Virginia Should Consider a Regulatory Sandbox for Healthcare

Virginia House of Delegates, Committee on Health, Welfare, and Institutions

Chair Edmunds and members of the House Committee on Health, Welfare, and Institutions Subcommittee #1:

Thank you for the opportunity to testify today. My name is Brian Knight, and I am a senior research fellow at the Mercatus Center at George Mason University. My expertise is in financial technology, through which I have done research on regulatory sandboxes. I have attached a scholarly article I coauthored with Trace Mitchell discussing these issues in more detail.

Today I would like offer these takeaways for regulatory sandboxes:

  1. Regulatory sandboxes offer potential benefits, including increased innovation and competition.
  2. Regulatory sandboxes also have potential risks, including risks to competition and consumer protection.
  3. There are ways to mitigate against these risks, while securing the benefits of a regulatory sandbox.

Defining Regulatory Sandboxes

“Regulatory Sandboxes” are an increasingly common feature in global regulation. Although the exact nature of a regulatory sandbox varies depending on the legal environment and policy preferences of the jurisdiction, as a general rule they can be defined as “a decreed state of exception within a regulatory regime that allows firms to offer products or services for a limited time to a limited number of customers in a modified regulatory environment for the purpose of allowing the firm to test a product or service before it is offered more broadly.”

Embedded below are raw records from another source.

//! Error types for Scuttle

use std::fmt;

use thiserror::Error;

use crate::{FeedId, RelayId};

/// Why an event does not extend its log
#[derive(Clone, Copy, Debug, PartialEq, Eq)]
pub enum ChainFault {
    /// Index is not `last + 1`
    IndexGap { expected: u64, actual: u64 },
    /// `previous` is not the hash of the current last event
    BrokenLink { index: u64 },
}

impl fmt::Display for ChainFault {
    fn fmt(&self, f: &mut fmt::Formatter<'_>) -> fmt::Result {
        match self {
            ChainFault::IndexGap { expected, actual } => {
                write!(f, "expected index {}, got {}", expected, actual)
            }
            ChainFault::BrokenLink { index } => {
                write!(f, "previous hash mismatch at index {}", index)
            }
        }
    }
}

/// Core Scuttle errors
#[derive(Error, Debug, Clone, PartialEq, Eq)]
pub enum ScuttleError {
    // Wire errors
    #[error("Invalid wire format: {0}")]
    InvalidWireFormat(String),

    #[error("Buffer too short: expected {expected}, got {actual}")]
    BufferTooShort { expected: usize, actual: usize },

    #[error("Unknown message type: {0:#04x}")]
    UnknownMessageType(u8),

    #[error("Unknown content type: {0:#04x}")]
    UnknownContentType(u8),

    // Crypto errors
    #[error("Invalid signature")]
    InvalidSignature,

    #[error("Invalid public key")]
    InvalidPublicKey,

    #[error("Decryption failed")]
    DecryptionFailed,

    #[error("Sealed payload is addressed to {0:?}")]
    NotRecipient(FeedId),

    // Log errors
    #[error("Chain violation in {feed:?}: {fault}")]
    ChainViolation { feed: FeedId, fault: ChainFault },

    #[error("Unknown identity: {0:?}")]
    UnknownIdentity(FeedId),

    // Session errors
    #[error("Session with {0:?} abandoned")]
    SessionAbandoned(RelayId),

    #[error("Unexpected {message} from {peer:?}")]
    UnexpectedMessage { peer: RelayId, message: &'static str },

    // Transport errors
    #[error("Message lost")]
    MessageLost,

    #[error("Collision")]
    Collision,

    #[error("Duplicate or stale wave {sequence} from {origin:?}, expected {expected}")]
    DuplicateOrStale {
        origin: RelayId,
        sequence: u64,
        expected: u64,
    },

    // Configuration errors
    #[error("Invalid configuration: {0}")]
    InvalidConfig(String),
}

/// Result type for Scuttle operations
pub type ScuttleResult<T> = Result<T, ScuttleError>;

Beginning with the United Kingdom’s Financial Conduct Authority in 2016, numerous national and state governments have launched regulatory sandboxes. Although the majority of sandboxes deal with financial services, several countries, including the United Kingdom and Singapore, have introduced regulatory sandboxes for healthcare-related products and services. Additionally, several jurisdictions, including Japan and the state of Utah, have introduced industry-agnostic sandboxes that could encompass healthcare-related products and services. To my knowledge, if HB 80 were passed, Virginia would be the first state to have a healthcare-specific regulatory sandbox.

Benefits and Pitfalls

Regulatory sandboxes were developed to achieve several important goals, including encouraging innovation, competition, and entry in highly regulated industries; providing regulators with greater insight and transparency into cutting edge products and services; and furthering consumer protection by both helping innovators design their products to be compliant with the law and encouraging the introduction of products and services that will better serve consumer needs.

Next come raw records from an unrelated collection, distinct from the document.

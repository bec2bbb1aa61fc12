//! Simulation world
//!
//! Owns the clock, the medium, the placement and every relay. One `step`
//! is one tick:
//! 1. the clock advances and neighbor tables refresh when due
//! 2. frames due by now are handed to their receivers
//! 3. every relay runs its periodic work
//! 4. everything the relays queued goes on the air

use std::collections::BTreeMap;

use bytes::Bytes;
use rand::rngs::StdRng;
use rand::SeedableRng;

use scuttle_broadcast::{Medium, MediumObserver, Placement, Position, Relay};
use scuttle_core::{
    Content, Event, FeedId, Frontier, MediumConfig, RelayId, ScuttleResult, SimConfig,
    SimulationContext, Tick, TopicId,
};
use scuttle_crypto::Identity;
use scuttle_gossip::Participant;

// ============================================================================
// SIMULATION
// ============================================================================

/// A complete simulated network
pub struct Simulation {
    config: SimConfig,
    ctx: SimulationContext,
    medium: Medium,
    placement: Placement,
    relays: BTreeMap<RelayId, Relay>,
    next_id: u64,
}

impl Simulation {
    /// Create an empty world, rejecting an invalid configuration
    pub fn new(config: SimConfig) -> ScuttleResult<Self> {
        config.validate()?;
        Ok(Simulation {
            ctx: SimulationContext::new(config.seed),
            medium: Medium::new(config.medium.clone()),
            placement: Placement::new(),
            relays: BTreeMap::new(),
            next_id: 0,
            config,
        })
    }

    pub fn config(&self) -> &SimConfig {
        &self.config
    }

    pub fn now(&self) -> Tick {
        self.ctx.now()
    }

    pub fn medium(&self) -> &Medium {
        &self.medium
    }

    pub fn placement(&self) -> &Placement {
        &self.placement
    }

    /// Place a new relay with a fresh identity derived from the run's seed
    pub fn add_relay(&mut self, position: Position) -> RelayId {
        let id = RelayId::new(self.next_id);
        self.next_id += 1;

        let mut key_rng = StdRng::seed_from_u64(
            self.config.seed ^ id.0.wrapping_mul(0x9E37_79B9_7F4A_7C15),
        );
        let identity = Identity::generate_with(&mut key_rng);
        let participant = Participant::new(identity, &self.config.gossip);
        let mut relay = Relay::new(id, participant, self.config.relay.clone());
        for dead in self.relays.values().filter(|r| !r.is_live()) {
            relay.peer_lost(dead.id());
        }
        tracing::debug!(relay = %id, feed = ?relay.feed_id(), "relay added");

        self.relays.insert(id, relay);
        self.placement.place(id, position);
        self.medium.join(id);
        self.medium.refresh_neighbors(&self.placement);
        id
    }

    /// Move a relay; the medium notices at its next neighbor refresh
    pub fn move_relay(&mut self, id: RelayId, position: Position) -> bool {
        if !self.relays.contains_key(&id) {
            return false;
        }
        self.placement.place(id, position);
        true
    }

    /// Take a relay off the air for good
    pub fn kill_relay(&mut self, id: RelayId) -> bool {
        let Some(relay) = self.relays.get_mut(&id) else {
            return false;
        };
        if !relay.is_live() {
            return false;
        }
        relay.shutdown();
        self.medium.leave(id);
        self.placement.remove(id);
        for other in self.relays.values_mut().filter(|r| r.id() != id) {
            other.peer_lost(id);
        }
        tracing::debug!(relay = %id, at = %self.ctx.now(), "relay killed");
        true
    }

    pub fn relay(&self, id: RelayId) -> Option<&Relay> {
        self.relays.get(&id)
    }

    pub fn relay_mut(&mut self, id: RelayId) -> Option<&mut Relay> {
        self.relays.get_mut(&id)
    }

    pub fn relays(&self) -> impl Iterator<Item = &Relay> {
        self.relays.values()
    }

    pub fn live_relays(&self) -> impl Iterator<Item = &Relay> {
        self.relays.values().filter(|relay| relay.is_live())
    }

    pub fn relay_count(&self) -> usize {
        self.relays.len()
    }

    /// Feed of a relay's participant
    pub fn feed_of(&self, id: RelayId) -> Option<FeedId> {
        self.relays.get(&id).map(Relay::feed_id)
    }

    pub fn subscribe(&mut self, observer: Box<dyn MediumObserver>) {
        self.medium.subscribe(observer);
    }

    /// Change channel conditions mid-run
    pub fn set_medium(&mut self, config: MediumConfig) -> ScuttleResult<()> {
        config.validate()?;
        self.config.medium = config.clone();
        self.medium.set_config(config);
        Ok(())
    }

    // ========================================================================
    // APPLICATION ACTIONS
    // ========================================================================

    /// Publish on a relay's feed and push it to the neighborhood
    pub fn publish(&mut self, id: RelayId, content: Content) -> Option<Event> {
        let now = self.ctx.now();
        let relay = self.relays.get_mut(&id).filter(|relay| relay.is_live())?;
        Some(relay.publish(content, now))
    }

    pub fn post(&mut self, id: RelayId, text: &str) -> Option<Event> {
        self.publish(id, Content::Post(text.as_bytes().to_vec()))
    }

    /// `who` follows the feed of `whom`
    pub fn follow(&mut self, who: RelayId, whom: RelayId) -> Option<Event> {
        let feed = self.feed_of(whom)?;
        self.publish(who, Content::Follow(feed))
    }

    pub fn unfollow(&mut self, who: RelayId, whom: RelayId) -> Option<Event> {
        let feed = self.feed_of(whom)?;
        self.publish(who, Content::Unfollow(feed))
    }

    pub fn block(&mut self, who: RelayId, whom: RelayId) -> Option<Event> {
        let feed = self.feed_of(whom)?;
        self.publish(who, Content::Block(feed))
    }

    pub fn unblock(&mut self, who: RelayId, whom: RelayId) -> Option<Event> {
        let feed = self.feed_of(whom)?;
        self.publish(who, Content::Unblock(feed))
    }

    /// Sealed post on `from`'s feed that only `to` can read
    ///
    /// `None` when either relay is unknown or `from` is off the air.
    pub fn publish_private(
        &mut self,
        from: RelayId,
        to: RelayId,
        text: &str,
    ) -> Option<ScuttleResult<Event>> {
        let recipient = self.feed_of(to)?;
        let relay = self.relays.get_mut(&from).filter(|relay| relay.is_live())?;
        Some(relay.publish_private(recipient, text.as_bytes(), &mut self.ctx))
    }

    /// Flood a message that only `to` hands to its application
    pub fn send_direct(&mut self, from: RelayId, to: RelayId, payload: &[u8]) -> bool {
        let now = self.ctx.now();
        self.relays
            .get_mut(&from)
            .is_some_and(|relay| relay.send_direct(to, Bytes::copy_from_slice(payload), now))
    }

    /// Flood a message for every subscriber of `topic`
    pub fn send_topic(&mut self, from: RelayId, topic: TopicId, payload: &[u8]) -> bool {
        let now = self.ctx.now();
        self.relays
            .get_mut(&from)
            .is_some_and(|relay| relay.send_topic(topic, Bytes::copy_from_slice(payload), now))
    }

    pub fn subscribe_topic(&mut self, id: RelayId, topic: TopicId) -> bool {
        self.relays
            .get_mut(&id)
            .is_some_and(|relay| relay.subscribe(topic))
    }

    pub fn unsubscribe_topic(&mut self, id: RelayId, topic: TopicId) -> bool {
        self.relays
            .get_mut(&id)
            .is_some_and(|relay| relay.unsubscribe(topic))
    }

    /// Open a replication session outside the gossip schedule
    pub fn start_session(&mut self, from: RelayId, to: RelayId) -> bool {
        let now = self.ctx.now();
        self.relays
            .get_mut(&from)
            .is_some_and(|relay| relay.start_session(to, now))
    }

    // ========================================================================
    // SCHEDULER
    // ========================================================================

    /// Advance one tick
    pub fn step(&mut self) -> Tick {
        let now = self.ctx.advance();

        if self.ctx.is_due(self.config.relay.neighbor_refresh_interval) {
            self.medium.refresh_neighbors(&self.placement);
        }

        for (to, transmission) in self.medium.deliver_due(now) {
            if let Some(relay) = self.relays.get_mut(&to) {
                relay.on_receive(transmission, now);
            }
        }

        for relay in self.relays.values_mut() {
            let neighbors = self.medium.neighbors(relay.id());
            relay.on_tick(&neighbors, &mut self.ctx);
        }

        self.flush();
        now
    }

    /// Put every queued transmission on the air
    pub fn flush(&mut self) {
        for relay in self.relays.values_mut() {
            let from = relay.id();
            for transmission in relay.drain_outbox() {
                self.medium.propagate(from, transmission, &mut self.ctx);
            }
        }
    }

    pub fn run(&mut self, ticks: u64) {
        for _ in 0..ticks {
            self.step();
        }
    }

    /// Step until `done` holds, at most `max_ticks` times. Returns the tick
    /// at which it held.
    pub fn run_until<F>(&mut self, mut done: F, max_ticks: u64) -> Option<Tick>
    where
        F: FnMut(&Simulation) -> bool,
    {
        for _ in 0..max_ticks {
            if done(self) {
                return Some(self.now());
            }
            self.step();
        }
        done(self).then(|| self.now())
    }

    // ========================================================================
    // INSPECTION
    // ========================================================================

    /// Frontier over everything a relay replicates
    pub fn frontier(&self, id: RelayId) -> Option<Frontier> {
        self.relays
            .get(&id)
            .map(|relay| relay.participant().store().full_frontier())
    }

    /// Every pair of live relays agrees on the feeds both replicate
    pub fn converged(&self) -> bool {
        let frontiers: Vec<Frontier> = self
            .live_relays()
            .map(|relay| relay.participant().store().full_frontier())
            .collect();
        frontiers.iter().enumerate().all(|(i, a)| {
            frontiers[i + 1..].iter().all(|b| a.agrees_with(b))
        })
    }

    /// Every live relay holds every live relay's full feed
    pub fn fully_replicated(&self) -> bool {
        self.live_relays().all(|replica| {
            let store = replica.participant().store();
            self.live_relays().all(|author| {
                let own = author.participant().store().own_log();
                store
                    .log(&own.feed())
                    .is_some_and(|log| log.last_index() == own.last_index())
            })
        })
    }

    /// Waves `source` originated that `receiver` has not accepted yet
    pub fn missing_refs(&self, receiver: RelayId, source: RelayId) -> Option<u64> {
        let sent = self.relays.get(&source)?.originated();
        let accepted = self.relays.get(&receiver)?.expected(source);
        Some(sent.saturating_sub(accepted))
    }

    /// Missing waves summed over every live ordered pair
    pub fn total_missing_refs(&self) -> u64 {
        let live: Vec<RelayId> = self.live_relays().map(Relay::id).collect();
        live.iter()
            .flat_map(|receiver| live.iter().map(move |source| (*receiver, *source)))
            .filter(|(receiver, source)| receiver != source)
            .filter_map(|(receiver, source)| self.missing_refs(receiver, source))
            .sum()
    }
}

impl std::fmt::Debug for Simulation {
    fn fmt(&self, f: &mut std::fmt::Formatter<'_>) -> std::fmt::Result {
        f.debug_struct("Simulation")
            .field("now", &self.ctx.now())
            .field("relays", &self.relays.len())
            .field("medium", &self.medium)
            .finish()
    }
}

Although regulatory sandboxes are new innovations, and their full effect remains to be determined, there is some evidence that regulatory sandboxes can help new firms enter the market. For example, they may help increase access to funding by reducing regulatory uncertainty and information asymmetry between firms and investors.

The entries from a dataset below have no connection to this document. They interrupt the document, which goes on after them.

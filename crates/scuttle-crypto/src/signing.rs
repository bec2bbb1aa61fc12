//! Event hashing, signing and verification

use sha2::{Digest, Sha256};

use scuttle_core::{Event, EventHash, FeedId, ScuttleError, ScuttleResult};

use crate::{Identity, PublicIdentity};

/// SHA-256 of arbitrary bytes
pub fn digest(data: &[u8]) -> [u8; 32] {
    let mut hasher = Sha256::new();
    hasher.update(data);
    hasher.finalize().into()
}

/// Hash that the next event of the feed links to
pub fn hash_event(event: &Event) -> EventHash {
    digest(&event.hash_input())
}

/// Fill in the signature of an event authored by `identity`
pub fn sign_event(identity: &Identity, mut event: Event) -> Event {
    event.signature = identity.sign(&event.signing_payload());
    event
}

/// Check that `event` was signed by the owner of `feed`
pub fn verify_event(feed: &FeedId, event: &Event) -> ScuttleResult<()> {
    if event.author != *feed {
        return Err(ScuttleError::InvalidSignature);
    }
    let public = PublicIdentity::from_feed(feed).map_err(|_| ScuttleError::InvalidSignature)?;
    if public.verify(&event.signing_payload(), &event.signature) {
        Ok(())
    } else {
        Err(ScuttleError::InvalidSignature)
    }
}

Although regulatory sandboxes have potentially significant benefits, some potential risks must be guarded against. One area of concern is consumer protection. One critique of sandboxes is that they remove necessary consumer safeguards. These risks can be guarded against in a well-executed sandbox that requires applicants to have a viable plan, have the ability to execute on the plan, and make customers whole in the event of a failure. Likewise, the agency responsible for administering the sandbox must be able to conduct adequate vetting and supervision on participants and be able to force a participant to make customers whole if necessary and appropriate.

Another, perhaps less obvious, concern is the risk that a regulatory sandbox could grant an unfair regulatory advantage to those firms lucky enough to gain admission. This advantage could manifest itself as greater access to funding, greater exclusive access to the expertise provided by regulators, and the possibility that regulators develop a culture of being stricter on firms that do not participate in a sandbox even if such treatment is not actually justified.

These risks are real and should be taken seriously, but fortunately they can be somewhat mitigated. The risk that access to a sandbox becomes a “golden ticket” can be reduced by granting relatively broad access to the sandbox, making sandbox administrators justify decisions to reject applications, and providing maximal transparency with regard to any legal or regulatory guidance provided to sandbox participants. Sandboxes should be voluntary, and whereas participation in a sandbox may be evidence of good faith, a lack of participation should not be seen as evidence of bad faith on the part of a firm.

The present bill contains several provisions that recognize and seek to mitigate the risks described earlier. For example, requiring applicants to demonstrate a credible plan to protect consumers in the event of failure can help protect customers, and considering a competitor’s admission into the sandbox as a factor in favor of admission can help prevent the sandbox from providing an undue first-mover advantage. However, the effectiveness of these protections would ultimately depend on the quality of execution on the part of the relevant agencies charged with administering the sandbox.

Conclusion

The Commonwealth of Virginia should strongly consider developing a regulatory sandbox for healthcare products and services. If it were well executed, it could help provide Virginians with better and less expensive options, increase competition, and spur innovation.